**AIM OF THE TASK**: Check every line below for the string "SimState". Copy the ones that have it.

Entries taken from a collection
* * * * * * *
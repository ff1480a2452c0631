//! Invocation state machine — one delegated syscall, start to finish.
//!
//! States:
//!   Sent        InvokeSyscall{num, args} goes out on the channel
//!   AwaitReply  each agent message is either the final SyscallReturn
//!               or a memory sub-exchange answered in place
//!   Done        actions are handed back; the engine state is released
//!
//! Readiness and locking happen before this point (bridge.rs). The
//! machine only needs an `Exchange` and a borrowed `MemoryOracle`.

use bureau_engine::{Action, MemoryOracle};
use tracing::{debug, warn};

use crate::error::{ProtocolError, Result};
use crate::messages::{MemoryReply, Message, SYNC_ACK};
use crate::transport::{Exchange, MAX_FRAME_LEN};

/// Bounds for the string-length scan.
#[derive(Debug, Clone, Copy, PartialEq, Eq)]
pub struct StrlenPolicy {
    pub max_scan: u64,
    pub max_symbolic: u64,
}

impl Default for StrlenPolicy {
    fn default() -> Self {
        Self {
            max_scan: 4096,
            max_symbolic: 1,
        }
    }
}

/// Largest retrieval whose reply still fits in one frame.
const MAX_RETRIEVE_SIZE: u64 = (MAX_FRAME_LEN - 64) as u64;

const LEGAL_AGENT_KINDS: &str = "SyscallReturn, RetrieveMemory, SyncMemory or TargetStrlen";

/// A syscall in flight. Owns the accumulated actions until completion.
pub struct PendingInvocation<'a, M: MemoryOracle + ?Sized> {
    num: u64,
    args: Vec<u64>,
    oracle: &'a M,
    strlen: StrlenPolicy,
    actions: Vec<Action>,
}

impl<'a, M: MemoryOracle + ?Sized> PendingInvocation<'a, M> {
    pub fn new(oracle: &'a M, num: u64, args: &[u64], strlen: StrlenPolicy) -> Self {
        Self {
            num,
            args: args.to_vec(),
            oracle,
            strlen,
            actions: Vec::new(),
        }
    }

    /// Drive the exchange to completion. On success the last action is
    /// always `SyscallReturn`; on failure nothing is returned.
    pub fn run<X: Exchange + ?Sized>(mut self, exchange: &mut X) -> Result<Vec<Action>> {
        let request = Message::InvokeSyscall {
            num: self.num,
            args: std::mem::take(&mut self.args),
        };
        debug!(num = self.num, "sending InvokeSyscall");
        exchange.send(&request.serialize())?;

        loop {
            let frame = exchange.receive()?;
            let msg = Message::parse(&frame)?;
            debug!(kind = %msg.kind(), "agent message");

            match msg {
                Message::SyscallReturn { retval } => {
                    self.actions.push(Action::SyscallReturn { retval });
                    return Ok(self.actions);
                }
                Message::RetrieveMemory { addr, size } => {
                    let reply = self.retrieve(addr, size)?;
                    exchange.send(&Message::RetrieveMemoryReturn(reply).serialize())?;
                }
                Message::SyncMemory { addr, data } => {
                    debug!(addr, len = data.len(), "agent synced memory");
                    self.actions.push(Action::WriteMemory { addr, bytes: data });
                    exchange.send(SYNC_ACK)?;
                }
                Message::TargetStrlen { addr } => {
                    let length = self.target_strlen(addr)?;
                    exchange.send(&Message::TargetStrlenResponse { length }.serialize())?;
                }
                other @ (Message::InvokeSyscall { .. }
                | Message::RetrieveMemoryReturn(_)
                | Message::TargetStrlenResponse { .. }) => {
                    return Err(ProtocolError::UnexpectedKind {
                        expected: LEGAL_AGENT_KINDS,
                        got: other.kind(),
                    }
                    .into());
                }
            }
        }
    }

    /// Symbolic data is refused, never concretized on the agent's behalf.
    fn retrieve(&self, addr: u64, size: u64) -> Result<MemoryReply> {
        if size > MAX_RETRIEVE_SIZE {
            return Err(ProtocolError::MalformedMessage(format!(
                "retrieval of {} bytes exceeds the frame limit",
                size
            ))
            .into());
        }
        let region = self.oracle.load(addr, size)?;
        if self.oracle.is_symbolic(&region) {
            debug!(addr, size, "requested memory is symbolic, aborting retrieval");
            return Ok(MemoryReply::Abort);
        }
        let data = self.oracle.eval_concrete(&region)?;
        debug!(addr, size, "returning concrete memory");
        Ok(MemoryReply::Ok(data))
    }

    /// Offset of the NUL terminator. When the match position is symbolic
    /// the furthest candidate plus one is reported.
    fn target_strlen(&self, addr: u64) -> Result<u64> {
        let found = self
            .oracle
            .find_byte(addr, 0, self.strlen.max_scan, self.strlen.max_symbolic)?;
        let length = match found.max_index() {
            None => {
                warn!(addr, max_scan = self.strlen.max_scan, "no terminator within scan bound");
                self.strlen.max_scan
            }
            Some(max) if self.oracle.is_symbolic(&found.region) => max + 1,
            Some(max) => max,
        };
        debug!(addr, length, "target strlen");
        Ok(length)
    }
}

#[cfg(test)]
mod tests {
    use super::*;
    use crate::error::BridgeError;
    use bureau_engine::SimState;
    use std::collections::VecDeque;
    use std::time::Duration;

    /// Agent side played from a fixed script of outgoing frames.
    #[derive(Default)]
    struct ScriptedAgent {
        inbox: VecDeque<Vec<u8>>,
        sent: Vec<Vec<u8>>,
    }

    impl ScriptedAgent {
        fn new(script: Vec<Message>) -> Self {
            Self {
                inbox: script.iter().map(Message::serialize).collect(),
                sent: Vec::new(),
            }
        }

        fn replies(&self) -> Vec<Message> {
            self.sent[1..]
                .iter()
                .filter(|f| f.as_slice() != SYNC_ACK)
                .map(|f| Message::parse(f).unwrap())
                .collect()
        }
    }

    impl Exchange for ScriptedAgent {
        fn send(&mut self, payload: &[u8]) -> Result<()> {
            self.sent.push(payload.to_vec());
            Ok(())
        }

        fn receive(&mut self) -> Result<Vec<u8>> {
            self.inbox
                .pop_front()
                .ok_or_else(|| ProtocolError::Timeout(Duration::from_millis(1)).into())
        }
    }

    fn run(state: &SimState, script: Vec<Message>) -> (Result<Vec<Action>>, ScriptedAgent) {
        let mut agent = ScriptedAgent::new(script);
        let result =
            PendingInvocation::new(state, 4, &[1, 0x1000, 5], StrlenPolicy::default()).run(&mut agent);
        (result, agent)
    }

    fn memory() -> SimState {
        let mut state = SimState::new();
        state.map(0x1000, b"hello\0");
        state.map(0x2000, b"ab");
        state.map(0x2003, b"cd\0");
        state
    }

    #[test]
    fn sends_invoke_first() {
        let (_, agent) = run(&memory(), vec![Message::SyscallReturn { retval: 0 }]);
        assert_eq!(
            Message::parse(&agent.sent[0]).unwrap(),
            Message::InvokeSyscall { num: 4, args: vec![1, 0x1000, 5] }
        );
    }

    #[test]
    fn single_return_yields_single_action() {
        let (result, agent) = run(&memory(), vec![Message::SyscallReturn { retval: 5 }]);
        assert_eq!(result.unwrap(), vec![Action::SyscallReturn { retval: 5 }]);
        assert_eq!(agent.sent.len(), 1);
    }

    #[test]
    fn sync_memory_keeps_arrival_order() {
        let (result, agent) = run(
            &memory(),
            vec![
                Message::SyncMemory { addr: 0x30, data: vec![3] },
                Message::SyncMemory { addr: 0x10, data: vec![1] },
                Message::SyncMemory { addr: 0x20, data: vec![2] },
                Message::SyscallReturn { retval: 3 },
            ],
        );
        assert_eq!(
            result.unwrap(),
            vec![
                Action::WriteMemory { addr: 0x30, bytes: vec![3] },
                Action::WriteMemory { addr: 0x10, bytes: vec![1] },
                Action::WriteMemory { addr: 0x20, bytes: vec![2] },
                Action::SyscallReturn { retval: 3 },
            ]
        );
        assert!(agent.sent[1..].iter().all(|f| f.as_slice() == SYNC_ACK));
    }

    #[test]
    fn concrete_retrieve_returns_bytes() {
        let (result, agent) = run(
            &memory(),
            vec![
                Message::RetrieveMemory { addr: 0x1000, size: 5 },
                Message::SyscallReturn { retval: 5 },
            ],
        );
        assert!(result.is_ok());
        assert_eq!(
            agent.replies(),
            vec![Message::RetrieveMemoryReturn(MemoryReply::Ok(b"hello".to_vec()))]
        );
    }

    #[test]
    fn symbolic_retrieve_aborts_and_keeps_waiting() {
        let (result, agent) = run(
            &memory(),
            vec![
                Message::RetrieveMemory { addr: 0x2000, size: 4 },
                Message::SyscallReturn { retval: -14 },
            ],
        );
        assert_eq!(result.unwrap(), vec![Action::SyscallReturn { retval: -14 }]);
        assert_eq!(
            agent.replies(),
            vec![Message::RetrieveMemoryReturn(MemoryReply::Abort)]
        );
    }

    #[test]
    fn strlen_of_concrete_string_is_terminator_index() {
        let (_, agent) = run(
            &memory(),
            vec![
                Message::TargetStrlen { addr: 0x1000 },
                Message::SyscallReturn { retval: 0 },
            ],
        );
        assert_eq!(agent.replies(), vec![Message::TargetStrlenResponse { length: 5 }]);
    }

    #[test]
    fn strlen_of_symbolic_match_is_max_index_plus_one() {
        // "ab" ? "cd\0": candidates at 2 and 5
        let (_, agent) = run(
            &memory(),
            vec![
                Message::TargetStrlen { addr: 0x2000 },
                Message::SyscallReturn { retval: 0 },
            ],
        );
        assert_eq!(agent.replies(), vec![Message::TargetStrlenResponse { length: 6 }]);
    }

    #[test]
    fn strlen_without_terminator_reports_scan_bound() {
        let mut state = SimState::new();
        state.map(0x9000, &[b'A'; 5000]);
        let (_, agent) = run(
            &state,
            vec![
                Message::TargetStrlen { addr: 0x9000 },
                Message::SyscallReturn { retval: 0 },
            ],
        );
        assert_eq!(agent.replies(), vec![Message::TargetStrlenResponse { length: 4096 }]);
    }

    #[test]
    fn illegal_kinds_abort() {
        for bad in [
            Message::InvokeSyscall { num: 1, args: vec![] },
            Message::RetrieveMemoryReturn(MemoryReply::Abort),
            Message::TargetStrlenResponse { length: 1 },
        ] {
            let (result, _) = run(
                &memory(),
                vec![Message::SyncMemory { addr: 0, data: vec![0] }, bad],
            );
            assert!(matches!(
                result,
                Err(BridgeError::Protocol(ProtocolError::UnexpectedKind { .. }))
            ));
        }
    }

    #[test]
    fn malformed_frame_aborts() {
        let mut agent = ScriptedAgent::default();
        agent.inbox.push_back(vec![0xff, 0xff]);
        let state = memory();
        let result = PendingInvocation::new(&state, 0, &[], StrlenPolicy::default()).run(&mut agent);
        assert!(matches!(
            result,
            Err(BridgeError::Protocol(ProtocolError::MalformedMessage(_)))
        ));
    }

    #[test]
    fn silent_agent_times_out() {
        let (result, _) = run(&memory(), vec![]);
        assert!(matches!(
            result,
            Err(BridgeError::Protocol(ProtocolError::Timeout(_)))
        ));
    }

    #[test]
    fn oversized_retrieve_aborts() {
        let (result, agent) = run(
            &memory(),
            vec![Message::RetrieveMemory { addr: 0, size: u64::MAX }],
        );
        assert!(matches!(
            result,
            Err(BridgeError::Protocol(ProtocolError::MalformedMessage(_)))
        ));
        assert_eq!(agent.sent.len(), 1);
    }

    #[test]
    fn oracle_failure_aborts() {
        let (result, _) = run(
            &memory(),
            vec![Message::RetrieveMemory { addr: u64::MAX, size: 16 }],
        );
        assert!(matches!(result, Err(BridgeError::Oracle(_))));
    }
}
* * * * * * *
**EXPECTED ANSWER**:
    use bureau_engine::SimState;
    fn run(state: &SimState, script: Vec<Message>) -> (Result<Vec<Action>>, ScriptedAgent) {
    fn memory() -> SimState {
        let mut state = SimState::new();
        let mut state = SimState::new();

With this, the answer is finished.